Leland Jasperse

Lee Jasperse
Teaching Fellow
Cohort Year: 2017
Research Interests: feminist and queer theory; racial and sexual biopolitics; history of affect, embodiment, and psychology; Victorian culture; literature in transition

Biography

I received my PhD in English from the University of Chicago in 2023 and hold an M.A. in Psychology from NYU. Broadly, I am interested in the way literary form and style refract shifting embodied and intimate norms, with particular attention to gender, sexuality, disability, and racialization. 

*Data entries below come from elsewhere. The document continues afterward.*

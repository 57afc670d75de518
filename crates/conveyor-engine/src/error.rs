//! Engine error types.

use conveyor_transport::{TransportError, ValidationError};
use thiserror::Error;

/// Errors surfaced by the engine's public operations
#[derive(Debug, Error)]
pub enum EngineError {
    #[error("Payload serialization failed: {0}")]
    Serialization(#[from] serde_json::Error),

    #[error("Transport operation failed: {0}")]
    Transport(#[from] TransportError),

    #[error("Invalid engine configuration: {0}")]
    Configuration(#[from] ValidationError),
}

impl EngineError {
    /// Check if the underlying failure is transient
    pub fn is_transient(&self) -> bool {
        match self {
            Self::Serialization(_) => false,
            Self::Transport(error) => error.is_transient(),
            Self::Configuration(_) => false,
        }
    }
}

#[cfg(test)]
#[path = "error_tests.rs"]
mod tests;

My book project, Insignificant Others: the Celibate Politics of Recessive Form, takes up fin-de-siècle texts about celibacy that fail to achieve erotic and narrative drive, innovating alternative forms (e.g. the sketch, the short story cycle). I read this corpus as aesthetic reactions to the historical moment, which saw the rise of sexual identity and the compulsorization of sexuality. These texts provocatively position asexuality as radically disruptive of social and literary norms. Emerging from this work, a second project examines how queer illness writing grapples with representing anaesthetic experience, the withdrawal from sensual attendant upon e.g. chronic fatigue, chemotherapy, and self-medication. I teach in the Humanities Core (Media Aesthetics) and the Department of English.